Smartphones may act like pocket therapists in the future, intuiting when you are depressed and nudging you to call or see friends.
“We’re inventing new ways technology can help people with mental health problems,” said psychologist David Mohr at Northwestern University‘s Feinberg School of Medicine. “The potential to reduce or even prevent depression is enormous.”
Smartphones are now regularly armed with 35 to 40 sensors. Many of those sensors could help read a person’s mood. For instance, smartphones can use GPS and your address book to establish whether you are at work, home or a friend’s; employ accelerometers to figure out how much you are moving, and look at your level of email and phone activity to see how social you are.
By determining your usual pattern of activity from such data, a smartphone could gauge your mood. If it determines that you are isolated, it might suggest you go for a stroll, or remind you to follow through with plans with friends.
“It creates a positive feedback loop. Someone is encouraged to see friends, then enjoys himself and wants to do it again,” Mohr said. “Ruminating alone at home has the opposite effect and causes a downward spiral.”
The system, known as Mobilyze!, can be delivered via mobile phone, interactive website or email.
“By prompting people to increase behaviors that are pleasurable or rewarding, we believe that Mobilyze! will improve mood,” Mohr said in a statement. “These new approaches could offer fundamentally new treatment options to people who are unable to access traditional services or who are uncomfortable with standard psychotherapy. They also can be offered at significantly lower costs, which makes them more viable in an era of limited resources.”
The researchers hope to help treat major depressive disorder, which afflicts nearly 7 percent of the population annually.
“A lot of electronic intervention systems that try to help patients, whether over the Web or on mobile phones, often require a fair amount of activity on the part of the patients — they have to log their activities, mood, social context and so on — and all that work is something that most people can’t integrate into their lives effectively,” Mohr told InnovationNewsDaily.

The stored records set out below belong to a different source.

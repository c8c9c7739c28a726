//! The schedule store and the drag-and-drop gesture around it
//!
//! A `Board` is the one owner of the current program. Everything runs on a
//! single thread of events: a gesture is `drag_start`, any number of
//! `drag_over`/`drag_leave`, then either `drop` or `drag_end`. Only `drop`
//! writes, so a gesture that never drops leaves the program as it was.

use crate::lib::{
    calendar::Calendar,
    date::Month,
    schedule::{self, Category, Intensity, Location, PeriodId, Program},
};

/// The period currently being dragged and where it lives
#[derive(Debug, Clone, Copy, PartialEq, Eq)]
pub struct DragState {
    pub id: PeriodId,
    pub loc: Location,
}

/// The cell currently hovered during a drag
#[derive(Debug, Clone, Copy, PartialEq, Eq)]
pub struct DropTarget {
    pub month: Month,
    pub week: u8,
}

/// What a grid cell shows
#[derive(Debug, Clone, Copy, PartialEq, Eq)]
pub struct Cell {
    pub id: PeriodId,
    pub category: Category,
    pub intensity: Intensity,
    /// the cell belongs to the period being dragged
    pub dragging: bool,
}

#[derive(Debug)]
pub struct Board {
    calendar: Calendar,
    program: Program,
    drag: Option<DragState>,
    target: Option<DropTarget>,
}

impl Board {
    /// Take ownership of a program, fitting every period to the calendar
    pub fn new(calendar: Calendar, program: Program) -> Self {
        let program = program.clamped(&calendar);
        Self {
            calendar,
            program,
            drag: None,
            target: None,
        }
    }

    pub fn calendar(&self) -> &Calendar {
        &self.calendar
    }

    /// Current snapshot
    pub fn program(&self) -> &Program {
        &self.program
    }

    pub fn dragging(&self) -> Option<DragState> {
        self.drag
    }

    pub fn drop_target(&self) -> Option<DropTarget> {
        self.target
    }

    /// Pick up period `id`; returns `false` if no item owns it
    pub fn drag_start(&mut self, id: PeriodId) -> bool {
        match self.program.locate(id) {
            Some(loc) => {
                log::debug!("Drag {} from section {} item {}", id, loc.section, loc.item);
                self.drag = Some(DragState { id, loc });
                self.target = None;
                true
            }
            None => {
                log::warn!("No period {} to drag", id);
                false
            }
        }
    }

    /// Hover over a cell while dragging
    pub fn drag_over(&mut self, month: Month, week: u8) {
        if self.drag.is_some() {
            log::debug!("Drag over {} week {}", month, week);
            self.target = Some(DropTarget { month, week });
        }
    }

    pub fn drag_leave(&mut self) {
        if self.target.take().is_some() {
            log::debug!("Drag left the grid");
        }
    }

    /// Abandon the gesture without changing anything
    pub fn drag_end(&mut self) {
        if let Some(drag) = self.drag.take() {
            log::debug!("Drag of {} cancelled", drag.id);
        }
        self.target = None;
    }

    /// Release the dragged period on a cell
    ///
    /// Returns whether the program changed. The gesture is over either way.
    pub fn drop(&mut self, month: Month, week: u8) -> bool {
        self.target = None;
        let drag = match self.drag.take() {
            Some(drag) => drag,
            None => return false,
        };
        let weeks = self.calendar.weeks(month);
        let moved = self
            .program
            .item(drag.loc)
            .and_then(|item| schedule::move_period(item, drag.id, month, week, weeks));
        match moved {
            Some(item) => {
                log::info!("Moved {} to {} week {}", drag.id, month, week);
                self.program = self.program.with_item(drag.loc, item);
                true
            }
            None => {
                log::warn!(
                    "Rejected drop of {} on {} week {} ({} has {} weeks)",
                    drag.id,
                    month,
                    week,
                    month,
                    self.calendar.weeks(month),
                );
                false
            }
        }
    }

    /// A complete gesture: pick up `id` and drop it on `week` of `month`
    pub fn move_period(&mut self, id: PeriodId, month: Month, week: u8) -> bool {
        self.drag_start(id) && self.drop(month, week)
    }

    /// Contents of the cell at `week` of `month` on the row of item `loc`
    pub fn cell(&self, loc: Location, month: Month, week: u8) -> Option<Cell> {
        let item = self.program.item(loc)?;
        let (period, position) = item.period_at(month, week)?;
        Some(Cell {
            id: period.id,
            category: period.category,
            intensity: Intensity::at(position),
            dragging: self.drag.map(|d| d.id == period.id).unwrap_or(false),
        })
    }

    /// Whether the cell is the hovered drop target
    pub fn is_target(&self, month: Month, week: u8) -> bool {
        self.drop_target() == Some(DropTarget { month, week })
    }
}
//! Month labels and the partition of a month into week columns
//!
//! A month is displayed as a number of Monday-to-Sunday weeks. A week
//! belongs to the month that holds the majority (at least 4) of its days,
//! which is the same rule ISO 8601 uses to assign weeks to years.
//!
//! The grid additionally bounds every month to `MIN_WEEKS..=MAX_WEEKS`
//! columns. This is a display constraint and not a calendar fact: the
//! majority rule alone always yields 4 or 5.

use chrono::{Datelike, NaiveDate};
use num_derive::FromPrimitive;
use num_traits::FromPrimitive;
use std::fmt;
use std::str::FromStr;

/// Fewest week columns a month is drawn with
pub const MIN_WEEKS: u8 = 4;
/// Most week columns a month is drawn with
pub const MAX_WEEKS: u8 = 6;
/// Days of a week that must fall inside a month for the week to count
const MAJORITY: i32 = 4;

/// Twelve months in the year, identified by their 3-letter abbreviations
#[derive(Debug, Clone, Copy, PartialEq, Eq, Hash, FromPrimitive, PartialOrd, Ord)]
pub enum Month {
    Jan = 0,
    Feb,
    Mar,
    Apr,
    May,
    Jun,
    Jul,
    Aug,
    Sep,
    Oct,
    Nov,
    Dec,
}

impl Month {
    pub const ALL: [Month; 12] = {
        use Month::*;
        [Jan, Feb, Mar, Apr, May, Jun, Jul, Aug, Sep, Oct, Nov, Dec]
    };

    /// Calendar number of the month, `1..=12`
    pub fn number(self) -> u32 {
        self as u32 + 1
    }

    /// Inverse of `number`
    pub fn from_number(n: u32) -> Option<Self> {
        n.checked_sub(1).and_then(Self::from_u32)
    }

    /// Month `count` places after the current one with wrapping
    pub fn shift(self, count: usize) -> Self {
        Self::ALL[(self as usize + count) % 12]
    }

    /// Number of days in this month of the given year
    pub fn count(self, year: i32) -> u8 {
        use Month::*;
        match self {
            Jan | Mar | May | Jul | Aug | Oct | Dec => 31,
            Apr | Jun | Sep | Nov => 30,
            Feb => if is_leap(year) { 29 } else { 28 },
        }
    }

    /// Date of the 1st, if the year is representable
    pub fn first_day(self, year: i32) -> Option<NaiveDate> {
        NaiveDate::from_ymd_opt(year, self.number(), 1)
    }

    /// Upper-case label used in headers (`"JUL"`)
    pub fn label(self) -> &'static str {
        use Month::*;
        match self {
            Jan => "JAN",
            Feb => "FEB",
            Mar => "MAR",
            Apr => "APR",
            May => "MAY",
            Jun => "JUN",
            Jul => "JUL",
            Aug => "AUG",
            Sep => "SEP",
            Oct => "OCT",
            Nov => "NOV",
            Dec => "DEC",
        }
    }
}

impl fmt::Display for Month {
    fn fmt(&self, f: &mut fmt::Formatter<'_>) -> fmt::Result {
        write!(f, "{}", self.label())
    }
}

/// Text that does not name a month
#[derive(Debug, Clone, PartialEq, Eq)]
pub struct UnknownMonth(pub String);

impl fmt::Display for UnknownMonth {
    fn fmt(&self, f: &mut fmt::Formatter<'_>) -> fmt::Result {
        write!(f, "'{}' is not a valid month", self.0)
    }
}

impl FromStr for Month {
    type Err = UnknownMonth;

    /// Labels are case-insensitive (`"Jul"`, `"jul"`), numbers go from `1` to `12`
    fn from_str(s: &str) -> Result<Self, Self::Err> {
        let by_label = Self::ALL
            .iter()
            .copied()
            .find(|m| m.label().eq_ignore_ascii_case(s));
        by_label
            .or_else(|| s.parse::<u32>().ok().and_then(Self::from_number))
            .ok_or_else(|| UnknownMonth(s.to_string()))
    }
}

fn is_leap(year: i32) -> bool {
    if year % 400 == 0 {
        true
    } else if year % 100 == 0 {
        false
    } else {
        year % 4 == 0
    }
}

/// Day ranges (both ends inclusive, 1-based) of the weeks that count for `month`
///
/// Weeks run Monday to Sunday; only the days inside the month are reported,
/// and only weeks with at least 4 of their days inside the month are kept.
/// An unrepresentable year yields no weeks.
pub fn week_spans(year: i32, month: Month) -> Vec<(u8, u8)> {
    let first = match month.first_day(year) {
        Some(d) => d,
        None => return Vec::new(),
    };
    let len = month.count(year) as i32;
    let mut spans = Vec::new();
    // day number of the Monday opening the week that contains the 1st
    let mut monday = 1 - first.weekday().num_days_from_monday() as i32;
    while monday <= len {
        let lo = monday.max(1);
        let hi = (monday + 6).min(len);
        if hi - lo + 1 >= MAJORITY {
            spans.push((lo as u8, hi as u8));
        }
        monday += 7;
    }
    spans
}

/// Number of week columns for `month` of `year`, always in `MIN_WEEKS..=MAX_WEEKS`
pub fn weeks_in_month(year: i32, month: Month) -> u8 {
    let counted = week_spans(year, month).len().min(u8::MAX as usize) as u8;
    counted.clamp(MIN_WEEKS, MAX_WEEKS)
}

“My feeling is that if we can develop interventions that fit more smoothly into the fabric of life, [people are] more likely to use them. So we’re developing systems that identify when people are at risk for feeling worse or when engaged in activities that are likely to help them, and contact them then instead.”
In a small eight-week pilot study in 2011, seven adults suffering from depression were asked to regularly enter their mood, as well as what their location was, what kind of activity they were engaged in and what people they were with, to help learn what might trigger negative moods. The investigators found that volunteers had reduced symptoms of depression over time, with nearly all saying that Mobilyze! helped them recognize and modify distressing thoughts and behaviors.
“That study was very encouraging for us, but we still have a lot of work ahead,” Mohr said.
The researchers are now adapting their app for use with the Android mobile-device operating system. “In the next month or so, we’ll begin lab usability testing on that system, and hope to begin a field trial with it sometime this summer,” Mohr said.